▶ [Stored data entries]
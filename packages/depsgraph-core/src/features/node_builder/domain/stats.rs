//! Build counters

use ahash::AHashMap;
use serde::Serialize;
use std::fmt;

use crate::shared::models::EntityId;

/// Expansion step a counter refers to
#[derive(Debug, Clone, Copy, PartialEq, Eq, Hash, PartialOrd, Ord, Serialize)]
#[serde(rename_all = "snake_case")]
pub enum BuildStep {
    SceneRender,
    SceneParameters,
    SceneCompositor,
    SceneAudio,
    SceneSequencer,
    SceneSpeakers,
    ViewLayer,
    FromIds,
    Collection,
    Object,
    GeometryDatablock,
    Camera,
    Light,
    Speaker,
    Sound,
    Material,
    World,
    Texture,
    Image,
    NodeTree,
    Animation,
    Action,
    Mask,
    MovieClip,
    CacheFile,
    VFont,
    GenericId,
}

impl fmt::Display for BuildStep {
    fn fmt(&self, f: &mut fmt::Formatter<'_>) -> fmt::Result {
        write!(f, "{:?}", self)
    }
}

/// Real expansions per (entity, step) plus dedup hits
#[derive(Debug, Clone, Default)]
pub struct BuildStats {
    expansions: AHashMap<(EntityId, BuildStep), usize>,
    dedup_hits: usize,
}

impl BuildStats {
    pub fn new() -> Self {
        Self::default()
    }

    pub fn record_expansion(&mut self, entity: EntityId, step: BuildStep) {
        *self.expansions.entry((entity, step)).or_insert(0) += 1;
    }

    pub fn record_dedup_hit(&mut self) {
        self.dedup_hits += 1;
    }

    /// How many times `step` really ran for `entity`
    pub fn expansions(&self, entity: EntityId, step: BuildStep) -> usize {
        self.expansions.get(&(entity, step)).copied().unwrap_or(0)
    }

    /// How many times `step` ran over all entities
    pub fn step_total(&self, step: BuildStep) -> usize {
        self.expansions
            .iter()
            .filter(|((_, s), _)| *s == step)
            .map(|(_, count)| count)
            .sum()
    }

    pub fn total_expansions(&self) -> usize {
        self.expansions.values().sum()
    }

    /// Calls that returned early on an already built (entity, tag)
    pub fn dedup_hits(&self) -> usize {
        self.dedup_hits
    }

    pub fn merge(&mut self, other: &BuildStats) {
        for (key, count) in &other.expansions {
            *self.expansions.entry(*key).or_insert(0) += count;
        }
        self.dedup_hits += other.dedup_hits;
    }
}
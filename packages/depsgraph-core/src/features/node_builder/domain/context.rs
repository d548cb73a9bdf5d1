//! Traversal state carried through one build call

use crate::shared::models::EntityId;

/// Scene, view layer and collection currently being expanded
///
/// Replaces process-wide "current scene" state: every builder owns one, so
/// independent builds never observe each other.
#[derive(Debug, Clone, PartialEq, Eq)]
pub struct BuildContext {
    pub scene: Option<EntityId>,
    pub view_layer: Option<String>,
    pub collection: Option<EntityId>,
    pub is_parent_collection_visible: bool,
}

impl Default for BuildContext {
    fn default() -> Self {
        Self {
            scene: None,
            view_layer: None,
            collection: None,
            is_parent_collection_visible: true,
        }
    }
}

impl BuildContext {
    /// Switch to `scene`/`view_layer`, returning the previous state for [`restore`](Self::restore)
    pub fn enter_scene(&mut self, scene: EntityId, view_layer: &str) -> BuildContext {
        let saved = self.clone();
        self.scene = Some(scene);
        self.view_layer = Some(view_layer.to_string());
        saved
    }

    /// Switch to `collection` with its visibility, returning the previous state
    pub fn enter_collection(&mut self, collection: EntityId, is_visible: bool) -> BuildContext {
        let saved = self.clone();
        self.collection = Some(collection);
        self.is_parent_collection_visible = is_visible;
        saved
    }

    pub fn restore(&mut self, saved: BuildContext) {
        *self = saved;
    }
}
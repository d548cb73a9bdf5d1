//! Tagged memory ledger for the dependency graph
//!
//! Every node, component, operation and relation the graph creates is
//! registered here under a stable name. Leaks are reported per name; in
//! fail-on-leak mode they turn into an error for CI runs.
//!
//! ## Usage
//!
//! ```rust
//! use depsgraph_alloc::{GuardedAllocator, MemoryTagService};
//!
//! let alloc = GuardedAllocator::with_limit(1 << 20).fail_on_leak(true);
//! let block = alloc.allocate_tagged(64, "depsgraph id node").unwrap();
//! alloc.free(block);
//! assert!(alloc.finish().is_ok());
//! ```

pub mod domain;
pub mod error;
pub mod infrastructure;

pub use domain::{BlockHandle, LeakEntry, LeakReport, MemoryTagService};
pub use error::{AllocError, Result};
pub use infrastructure::GuardedAllocator;
//! Propagate update tags from entry tags to everything downstream

use ahash::AHashSet;
use std::collections::VecDeque;
use tracing::debug;

use crate::features::node_registry::{
    ComponentId, Graph, OperationFlags, OperationId, RelationFlags,
};

/// Counters of one flush pass
#[derive(Debug, Clone, Copy, Default, PartialEq, Eq)]
pub struct FlushStats {
    pub operations: usize,
    pub components: usize,
}

/// Mark every operation depending on an entry tag as `NEEDS_UPDATE`
///
/// Touching one operation of a component touches all of them. Cyclic and
/// `NO_FLUSH` relations stop the flush; `FLUSH_USER_EDIT_ONLY` relations
/// pass only when the source carries a user edit. ID nodes of operations
/// reached by a user edit are marked user-modified.
pub fn flush_updates(graph: &mut Graph) -> FlushStats {
    let mut scheduled = vec![false; graph.operations().len()];
    let mut touched: AHashSet<ComponentId> = AHashSet::new();
    let mut queue: VecDeque<OperationId> = VecDeque::new();

    for op in graph.entry_tags().to_vec() {
        if !scheduled[op.index()] {
            scheduled[op.index()] = true;
            queue.push_back(op);
        }
    }

    let mut flushed = 0;
    while let Some(op) = queue.pop_front() {
        flushed += 1;
        graph.operation_mut(op).flags.insert(OperationFlags::NEEDS_UPDATE);
        let flags = graph.operation(op).flags;
        let owner = graph.operation(op).owner();

        if flags.contains(OperationFlags::USER_MODIFIED) {
            graph.id_node_mut(owner.id_node).is_user_modified = true;
        }

        if touched.insert(owner) {
            for sibling in graph.component(owner).operations().to_vec() {
                graph
                    .operation_mut(sibling)
                    .flags
                    .insert(OperationFlags::NEEDS_UPDATE);
                if !scheduled[sibling.index()] {
                    scheduled[sibling.index()] = true;
                    queue.push_back(sibling);
                }
            }
        }

        let carried = flags.intersection(OperationFlags::FLUSH);
        for rel in graph.operation(op).outlinks().to_vec() {
            let relation = graph.relation(rel);
            if relation.flags.contains(RelationFlags::CYCLIC)
                || relation.flags.contains(RelationFlags::NO_FLUSH)
            {
                continue;
            }
            if relation.flags.contains(RelationFlags::FLUSH_USER_EDIT_ONLY)
                && !flags.contains(OperationFlags::USER_MODIFIED)
            {
                continue;
            }
            let target = relation.to;
            graph
                .operation_mut(target)
                .flags
                .insert(OperationFlags::NEEDS_UPDATE | carried);
            if !scheduled[target.index()] {
                scheduled[target.index()] = true;
                queue.push_back(target);
            }
        }
    }

    debug!(operations = flushed, components = touched.len(), "updates flushed");
    FlushStats {
        operations: flushed,
        components: touched.len(),
    }
}

/// Drop every update bit and the entry tags; pinned stays
pub fn clear_update_flags(graph: &mut Graph) {
    let ids: Vec<OperationId> = graph.operation_ids().collect();
    for op in ids {
        graph.operation_mut(op).flags.remove(
            OperationFlags::NEEDS_UPDATE
                | OperationFlags::DIRECTLY_MODIFIED
                | OperationFlags::USER_MODIFIED,
        );
    }
    graph.clear_entry_tags();
}
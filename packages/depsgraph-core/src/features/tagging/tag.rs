//! Entry tags: mark operations as changed before a flush

use tracing::{debug, trace};

use crate::features::node_registry::{
    Graph, OperationId, PersistentOperationKey, RelationSource, UpdateSource,
};
use crate::features::tagging::Recalc;
use crate::shared::models::{EntityId, NodeType};

/// Tag the components of `entity` addressed by `recalc`
///
/// A component with an explicit entry is tagged at its entry; one without is
/// tagged at every operation. Entities with an evaluated copy also get their
/// copy-on-write operation tagged. Returns the number of operations tagged.
pub fn tag_id(graph: &mut Graph, entity: EntityId, recalc: Recalc, source: UpdateSource) -> usize {
    let id_node = match graph.find_id_node(entity) {
        Some(id_node) => id_node,
        None => {
            debug!(entity = ?entity, "tag for entity outside the graph ignored");
            return 0;
        }
    };

    let mut targets: Vec<OperationId> = Vec::new();
    let mut node_types = recalc.components();
    if !node_types.is_empty() {
        node_types.push(NodeType::CopyOnWrite);
    }
    for component in graph.id_node(id_node).components() {
        if !node_types.contains(&component.node_type()) {
            continue;
        }
        if component.has_explicit_entry() {
            targets.extend(component.entry_operation());
        } else {
            targets.extend_from_slice(component.operations());
        }
    }

    for op in &targets {
        graph.tag_operation_update(*op, source);
    }
    trace!(entity = ?entity, recalc = ?recalc, tagged = targets.len(), "entity tagged");
    targets.len()
}

/// Tag one operation by its persistent key; false when it is not in the graph
pub fn tag_operation(graph: &mut Graph, key: &PersistentOperationKey, source: UpdateSource) -> bool {
    match graph.find_persistent(key) {
        Some(op) => {
            graph.tag_operation_update(op, source);
            true
        }
        None => {
            debug!(entity = ?key.entity, operation = %key.operation, "tag for missing operation ignored");
            false
        }
    }
}

/// Frame change: tag every operation fed directly by the time source
pub fn tag_time_source(graph: &mut Graph) -> usize {
    let outlinks = match graph.time_source_mut() {
        Some(time) => {
            time.tagged_for_update = true;
            time.outlinks().to_vec()
        }
        None => return 0,
    };
    let targets: Vec<OperationId> = outlinks
        .into_iter()
        .filter(|rel| graph.relation(*rel).from == RelationSource::TimeSource)
        .map(|rel| graph.relation(rel).to)
        .collect();

    for op in &targets {
        graph.tag_operation_update(*op, UpdateSource::Time);
    }
    targets.len()
}
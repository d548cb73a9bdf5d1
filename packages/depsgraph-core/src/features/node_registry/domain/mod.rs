//! Node registry domain: node kinds, keys and relations

pub mod keys;
pub mod nodes;
pub mod relation;

pub use keys::*;
pub use nodes::*;
pub use relation::*;
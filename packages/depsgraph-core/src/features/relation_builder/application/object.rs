//! Object, collection and object-data relations

use super::builder::RelationBuilder;
use crate::errors::Result;
use crate::features::node_registry::RelationFlags;
use crate::features::scene_db::EntityData;
use crate::shared::models::{EntityId, IdType, NodeType, OpCode};

impl<'a> RelationBuilder<'a> {
    pub(super) fn build_object(&mut self, object: EntityId) -> Result<()> {
        let db = self.db;
        let data = match db.object(object) {
            Some(data) => data,
            None => return Ok(()),
        };

        let transform_exit = self.exit(object, NodeType::Transform);
        let geometry_entry = self.entry(object, NodeType::Geometry);

        if let Some(parent) = data.parent {
            let parent_transform = self.exit(parent, NodeType::Transform);
            let transform_parent = self.operation(object, NodeType::Transform, OpCode::TransformParent);
            self.add_relation(parent_transform, transform_parent, "Parent -> Child Transform")?;
        }

        let constraints = self.operation(object, NodeType::Transform, OpCode::TransformConstraints);
        for constraint in &data.constraints {
            for target in &constraint.targets {
                if *target == object {
                    continue;
                }
                let target_output = self.output(*target);
                self.add_relation_if_exists(target_output, constraints, "Constraint Target -> Constraints")?;
            }
        }

        for modifier in &data.modifiers {
            for id in &modifier.ids {
                if *id == object {
                    continue;
                }
                let id_output = self.output(*id);
                self.add_relation_if_exists(id_output, geometry_entry, "Modifier Dependency -> Geometry")?;
            }
        }

        if let Some(obdata) = data.data {
            self.build_object_data(object, obdata)?;
        }

        // Object material slots; datablock slots are linked by the datablock itself
        let materials_target = geometry_entry.or_else(|| self.entry(object, NodeType::Parameters));
        for material in &data.materials {
            let shading = self.exit(*material, NodeType::Shading);
            self.add_relation_if_exists(shading, materials_target, "Material -> Object")?;
        }

        if let Some(collection) = data.instance_collection {
            let collection_done = self.exit(collection, NodeType::Geometry);
            let dupli = self.operation(object, NodeType::Dupli, OpCode::Dupli);
            self.add_relation_if_exists(collection_done, dupli, "Instanced Collection -> Dupli")?;
        }

        let sync = self.operation(object, NodeType::Synchronization, OpCode::SynchronizeToOriginal);
        self.add_relation_with_flags(
            transform_exit,
            sync,
            "Transform -> Synchronize to Original",
            RelationFlags::FLUSH_USER_EDIT_ONLY,
        )?;
        let geometry_exit = self.exit(object, NodeType::Geometry);
        if geometry_exit.is_some() {
            self.add_relation_with_flags(
                geometry_exit,
                sync,
                "Geometry -> Synchronize to Original",
                RelationFlags::FLUSH_USER_EDIT_ONLY,
            )?;
        }
        let from_layer_exit = self.exit(object, NodeType::ObjectFromLayer);
        self.add_relation(from_layer_exit, sync, "Object Flags -> Synchronize to Original")?;
        Ok(())
    }

    fn build_object_data(&mut self, object: EntityId, obdata: EntityId) -> Result<()> {
        let obdata_type = match self.graph.id_node_for(obdata) {
            Some(node) => node.id_type,
            None => return Ok(()),
        };
        match obdata_type {
            IdType::Mesh | IdType::Curve => {
                let datablock_geometry = self.exit(obdata, NodeType::Geometry);
                let geometry_init = self.entry(object, NodeType::Geometry);
                self.add_relation(datablock_geometry, geometry_init, "Object Data -> Geometry")?;
            }
            IdType::Camera | IdType::Light => {
                let data_parameters = self.exit(obdata, NodeType::Parameters);
                let object_parameters = self.entry(object, NodeType::Parameters);
                self.add_relation(data_parameters, object_parameters, "Object Data -> Parameters")?;
            }
            IdType::Speaker => {
                let data_parameters = self.exit(obdata, NodeType::Parameters);
                let object_parameters = self.entry(object, NodeType::Parameters);
                self.add_relation(data_parameters, object_parameters, "Object Data -> Parameters")?;
                let data_audio = self.exit(obdata, NodeType::Audio);
                let object_audio = self.operation(object, NodeType::Audio, OpCode::SpeakerEval);
                self.add_relation(data_audio, object_audio, "Speaker Data -> Speaker")?;
            }
            _ => {}
        }
        Ok(())
    }

    /// Collection geometry is done once its objects and children are
    pub(super) fn build_collection(&mut self, collection: EntityId) -> Result<()> {
        let db = self.db;
        let data = match db.collection(collection) {
            Some(data) => data,
            None => return Ok(()),
        };
        let done = self.operation(collection, NodeType::Geometry, OpCode::GeometryEvalDone);
        for object in &data.objects {
            let transform = self.exit(*object, NodeType::Transform);
            self.add_relation_if_exists(transform, done, "Collection Object -> Collection")?;
        }
        for child in &data.children {
            if *child == collection {
                continue;
            }
            let child_done = self.operation(*child, NodeType::Geometry, OpCode::GeometryEvalDone);
            self.add_relation_if_exists(child_done, done, "Child Collection -> Collection")?;
        }
        Ok(())
    }

    pub(super) fn build_geometry_datablock(&mut self, obdata: EntityId) -> Result<()> {
        let db = self.db;
        let materials = match db.get(obdata).map(|e| &e.data) {
            Some(EntityData::Mesh(geometry)) | Some(EntityData::Curve(geometry)) => &geometry.materials,
            _ => return Ok(()),
        };
        let geometry_entry = self.entry(obdata, NodeType::Geometry);
        for material in materials {
            let shading = self.exit(*material, NodeType::Shading);
            self.add_relation_if_exists(shading, geometry_entry, "Material -> Geometry")?;
        }
        Ok(())
    }

    pub(super) fn build_camera(&mut self, camera: EntityId) -> Result<()> {
        let db = self.db;
        let focus = match db.get(camera).map(|e| &e.data) {
            Some(EntityData::Camera(data)) => data.dof_object,
            _ => None,
        };
        if let Some(focus) = focus {
            let focus_transform = self.exit(focus, NodeType::Transform);
            let parameters = self.entry(camera, NodeType::Parameters);
            self.add_relation_if_exists(focus_transform, parameters, "Camera DOF")?;
        }
        Ok(())
    }

    pub(super) fn build_speaker(&mut self, speaker: EntityId) -> Result<()> {
        let db = self.db;
        let sound = match db.get(speaker).map(|e| &e.data) {
            Some(EntityData::Speaker(data)) => data.sound,
            _ => None,
        };
        if let Some(sound) = sound {
            let sound_eval = self.exit(sound, NodeType::Audio);
            let speaker_eval = self.operation(speaker, NodeType::Audio, OpCode::SpeakerEval);
            self.add_relation_if_exists(sound_eval, speaker_eval, "Sound -> Speaker")?;
        }
        Ok(())
    }
}
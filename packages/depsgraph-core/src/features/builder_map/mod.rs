//! Builder map feature: the dedup cache guarding every expansion step

pub mod map;
pub mod tags;

pub use map::BuilderMap;
pub use tags::BuildTags;
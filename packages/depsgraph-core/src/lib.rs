//! Dependency graph builder for scene evaluation
//!
//! Feature-first layout:
//! - shared/    : entity ids, node types, opcodes
//! - features/  : scene database, node registry, builder map, node and
//!   relation builders, schedule, tagging and evaluation, debug tooling
//! - pipeline/  : build pipelines and the [`Depsgraph`] they produce
//! - config/    : presets and YAML configuration
//!
//! A build runs in two phases. The [`NodeBuilder`] walks the scene from a
//! root and creates ID, component and operation nodes, each expansion
//! guarded by the [`BuilderMap`] so shared and cyclic references are built
//! once. It then turns into the [`RelationBuilder`], which only links
//! operations that already exist. The [`Schedule`] marks dependency cycles
//! and fixes the evaluation order.
//!
//! ```rust,no_run
//! use depsgraph_core::config::BuildConfig;
//! use depsgraph_core::features::scene_db::SceneArena;
//! use depsgraph_core::pipeline::ViewLayerPipeline;
//! # fn scene_arena() -> (SceneArena, depsgraph_core::EntityId) { unimplemented!() }
//!
//! let (db, scene) = scene_arena();
//! let config = BuildConfig::default();
//! let depsgraph = ViewLayerPipeline::new(&db, scene, "ViewLayer", &config)
//!     .build()
//!     .unwrap();
//! println!("{} operations", depsgraph.graph().operations().len());
//! ```

#![allow(clippy::new_without_default)] // Builders take their inputs explicitly
#![allow(clippy::module_inception)] // Module naming intentional

pub mod config;
pub mod errors;
pub mod features;
pub mod pipeline;
pub mod shared;

// ═══════════════════════════════════════════════════════════════════════════
// Re-exports for Public API
// ═══════════════════════════════════════════════════════════════════════════

pub use config::{BuildConfig, ConfigError, Preset};
pub use errors::{DepsgraphError, Result};
pub use features::builder_map::{BuildTags, BuilderMap};
pub use features::eval::{EvalStats, Evaluator};
pub use features::node_builder::{BuildStats, BuildStep, NodeBuilder, PayloadProvider};
pub use features::node_registry::{Graph, UpdateSource};
pub use features::relation_builder::RelationBuilder;
pub use features::scene_db::{SceneArena, SceneDatabase};
pub use features::schedule::Schedule;
pub use features::tagging::Recalc;
pub use pipeline::{
    build_all_view_layers, CompositorPipeline, Depsgraph, FromIdsPipeline, RenderPipeline,
    ViewLayerPipeline,
};
pub use shared::models::{EntityId, EvaluationMode, IdType, LinkedState, NodeType, OpCode};
//! Scene database implementations

pub mod arena;

pub use arena::SceneArena;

▶ [ACTIVITY] In the records above, find the line with "pub use infrastructure::GuardedAllocator;"; write out exactly that line and each one after it, stopping after the line with "scheduled[op.index()] = true;".

▶ [RESULT]
pub use infrastructure::GuardedAllocator;
//! Propagate update tags from entry tags to everything downstream

use ahash::AHashSet;
use std::collections::VecDeque;
use tracing::debug;

use crate::features::node_registry::{
    ComponentId, Graph, OperationFlags, OperationId, RelationFlags,
};

/// Counters of one flush pass
#[derive(Debug, Clone, Copy, Default, PartialEq, Eq)]
pub struct FlushStats {
    pub operations: usize,
    pub components: usize,
}

/// Mark every operation depending on an entry tag as `NEEDS_UPDATE`
///
/// Touching one operation of a component touches all of them. Cyclic and
/// `NO_FLUSH` relations stop the flush; `FLUSH_USER_EDIT_ONLY` relations
/// pass only when the source carries a user edit. ID nodes of operations
/// reached by a user edit are marked user-modified.
pub fn flush_updates(graph: &mut Graph) -> FlushStats {
    let mut scheduled = vec![false; graph.operations().len()];
    let mut touched: AHashSet<ComponentId> = AHashSet::new();
    let mut queue: VecDeque<OperationId> = VecDeque::new();

    for op in graph.entry_tags().to_vec() {
        if !scheduled[op.index()] {
            scheduled[op.index()] = true;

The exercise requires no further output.